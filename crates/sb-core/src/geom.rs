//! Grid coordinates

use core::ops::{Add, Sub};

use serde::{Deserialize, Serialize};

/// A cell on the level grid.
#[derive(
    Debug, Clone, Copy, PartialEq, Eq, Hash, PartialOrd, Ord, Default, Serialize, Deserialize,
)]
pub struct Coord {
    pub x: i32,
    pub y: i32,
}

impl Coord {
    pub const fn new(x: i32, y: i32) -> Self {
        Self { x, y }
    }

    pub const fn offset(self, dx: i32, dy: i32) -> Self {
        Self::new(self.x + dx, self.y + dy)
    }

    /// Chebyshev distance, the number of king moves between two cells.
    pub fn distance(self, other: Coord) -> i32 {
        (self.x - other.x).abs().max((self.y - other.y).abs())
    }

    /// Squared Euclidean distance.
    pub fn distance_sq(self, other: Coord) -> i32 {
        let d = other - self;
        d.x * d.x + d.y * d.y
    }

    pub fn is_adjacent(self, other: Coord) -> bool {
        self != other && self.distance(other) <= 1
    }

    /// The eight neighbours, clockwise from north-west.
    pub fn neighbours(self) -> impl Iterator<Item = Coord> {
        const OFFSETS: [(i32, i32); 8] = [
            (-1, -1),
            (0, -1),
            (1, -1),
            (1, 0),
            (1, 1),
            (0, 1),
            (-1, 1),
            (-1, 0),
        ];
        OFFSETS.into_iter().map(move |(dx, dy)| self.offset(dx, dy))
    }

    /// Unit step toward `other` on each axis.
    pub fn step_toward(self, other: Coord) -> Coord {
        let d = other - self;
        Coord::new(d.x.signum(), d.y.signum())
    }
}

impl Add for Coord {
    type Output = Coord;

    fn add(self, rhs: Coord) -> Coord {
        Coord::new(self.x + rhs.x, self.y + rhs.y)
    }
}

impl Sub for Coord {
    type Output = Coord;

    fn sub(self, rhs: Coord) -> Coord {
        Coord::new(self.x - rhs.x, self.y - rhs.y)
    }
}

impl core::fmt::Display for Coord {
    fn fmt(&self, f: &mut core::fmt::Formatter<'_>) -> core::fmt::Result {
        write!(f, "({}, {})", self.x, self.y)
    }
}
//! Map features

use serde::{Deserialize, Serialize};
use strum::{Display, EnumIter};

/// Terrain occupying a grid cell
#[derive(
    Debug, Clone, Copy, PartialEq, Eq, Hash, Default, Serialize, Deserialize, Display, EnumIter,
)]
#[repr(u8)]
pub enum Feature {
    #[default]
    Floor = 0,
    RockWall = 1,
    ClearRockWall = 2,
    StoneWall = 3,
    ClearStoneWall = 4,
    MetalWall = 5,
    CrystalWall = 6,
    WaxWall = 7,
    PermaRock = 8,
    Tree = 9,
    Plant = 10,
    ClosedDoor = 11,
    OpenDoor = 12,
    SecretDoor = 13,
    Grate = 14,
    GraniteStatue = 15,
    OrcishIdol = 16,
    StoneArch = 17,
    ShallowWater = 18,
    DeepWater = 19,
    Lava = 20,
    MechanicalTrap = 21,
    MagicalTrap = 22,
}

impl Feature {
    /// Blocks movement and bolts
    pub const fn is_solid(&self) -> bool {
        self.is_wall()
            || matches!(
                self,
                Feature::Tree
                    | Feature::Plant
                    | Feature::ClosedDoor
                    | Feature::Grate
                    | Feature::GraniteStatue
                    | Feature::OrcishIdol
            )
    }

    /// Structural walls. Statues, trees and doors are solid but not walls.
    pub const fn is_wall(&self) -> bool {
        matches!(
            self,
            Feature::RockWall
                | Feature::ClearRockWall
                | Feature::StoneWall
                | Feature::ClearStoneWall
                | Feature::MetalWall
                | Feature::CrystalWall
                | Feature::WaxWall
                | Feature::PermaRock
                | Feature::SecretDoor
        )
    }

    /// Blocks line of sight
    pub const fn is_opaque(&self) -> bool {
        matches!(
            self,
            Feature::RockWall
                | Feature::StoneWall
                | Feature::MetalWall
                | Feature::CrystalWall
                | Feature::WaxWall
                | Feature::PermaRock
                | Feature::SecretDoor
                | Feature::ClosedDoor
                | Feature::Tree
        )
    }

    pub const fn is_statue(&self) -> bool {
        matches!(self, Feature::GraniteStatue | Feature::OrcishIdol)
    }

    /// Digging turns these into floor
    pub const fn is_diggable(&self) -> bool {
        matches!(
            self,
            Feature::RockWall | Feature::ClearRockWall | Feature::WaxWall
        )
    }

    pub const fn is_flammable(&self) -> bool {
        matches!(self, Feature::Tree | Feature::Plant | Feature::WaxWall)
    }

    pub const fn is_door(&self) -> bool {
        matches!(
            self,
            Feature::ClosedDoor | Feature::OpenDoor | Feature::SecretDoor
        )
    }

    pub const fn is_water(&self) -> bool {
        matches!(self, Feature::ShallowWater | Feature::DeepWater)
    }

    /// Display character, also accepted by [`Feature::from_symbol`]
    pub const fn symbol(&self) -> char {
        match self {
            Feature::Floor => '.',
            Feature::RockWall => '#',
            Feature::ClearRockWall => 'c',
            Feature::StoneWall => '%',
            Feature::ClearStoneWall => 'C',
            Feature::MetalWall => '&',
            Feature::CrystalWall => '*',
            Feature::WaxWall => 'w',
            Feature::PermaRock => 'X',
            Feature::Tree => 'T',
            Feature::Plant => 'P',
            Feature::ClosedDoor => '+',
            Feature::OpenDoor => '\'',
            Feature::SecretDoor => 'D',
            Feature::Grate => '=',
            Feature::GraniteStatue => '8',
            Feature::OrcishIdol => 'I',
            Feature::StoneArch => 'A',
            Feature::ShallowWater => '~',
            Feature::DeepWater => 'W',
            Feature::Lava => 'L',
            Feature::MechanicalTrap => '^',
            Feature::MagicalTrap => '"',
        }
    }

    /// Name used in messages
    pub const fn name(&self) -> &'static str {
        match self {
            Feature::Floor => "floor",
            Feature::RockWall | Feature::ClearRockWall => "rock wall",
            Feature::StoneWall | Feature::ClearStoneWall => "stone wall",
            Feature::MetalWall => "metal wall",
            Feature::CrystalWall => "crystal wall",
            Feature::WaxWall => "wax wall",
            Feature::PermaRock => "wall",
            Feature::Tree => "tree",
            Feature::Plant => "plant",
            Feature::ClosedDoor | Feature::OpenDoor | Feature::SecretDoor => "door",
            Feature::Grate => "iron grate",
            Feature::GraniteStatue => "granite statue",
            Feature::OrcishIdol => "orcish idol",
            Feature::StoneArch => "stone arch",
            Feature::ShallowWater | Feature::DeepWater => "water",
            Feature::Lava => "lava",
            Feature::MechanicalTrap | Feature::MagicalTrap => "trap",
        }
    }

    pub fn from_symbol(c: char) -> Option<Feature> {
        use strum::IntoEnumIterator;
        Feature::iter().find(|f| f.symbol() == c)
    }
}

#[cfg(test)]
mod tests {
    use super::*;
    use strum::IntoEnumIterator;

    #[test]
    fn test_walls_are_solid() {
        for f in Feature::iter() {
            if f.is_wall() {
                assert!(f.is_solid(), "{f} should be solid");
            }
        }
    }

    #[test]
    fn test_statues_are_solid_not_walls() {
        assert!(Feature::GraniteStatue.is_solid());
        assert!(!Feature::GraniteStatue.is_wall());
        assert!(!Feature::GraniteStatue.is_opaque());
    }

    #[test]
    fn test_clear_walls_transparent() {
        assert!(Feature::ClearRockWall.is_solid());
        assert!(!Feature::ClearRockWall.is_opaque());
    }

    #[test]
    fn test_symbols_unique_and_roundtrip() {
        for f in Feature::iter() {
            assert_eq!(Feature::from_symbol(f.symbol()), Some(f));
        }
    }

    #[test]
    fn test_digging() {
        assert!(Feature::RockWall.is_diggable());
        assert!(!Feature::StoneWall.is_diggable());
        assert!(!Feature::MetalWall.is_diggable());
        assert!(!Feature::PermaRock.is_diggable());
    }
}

^^^^

• _EXERCISE_: Working through the records above, copy each line in which "Clone" is found.

• _RESULT_:
    Debug, Clone, Copy, PartialEq, Eq, Hash, PartialOrd, Ord, Default, Serialize, Deserialize,
    Debug, Clone, Copy, PartialEq, Eq, Hash, Default, Serialize, Deserialize, Display, EnumIter,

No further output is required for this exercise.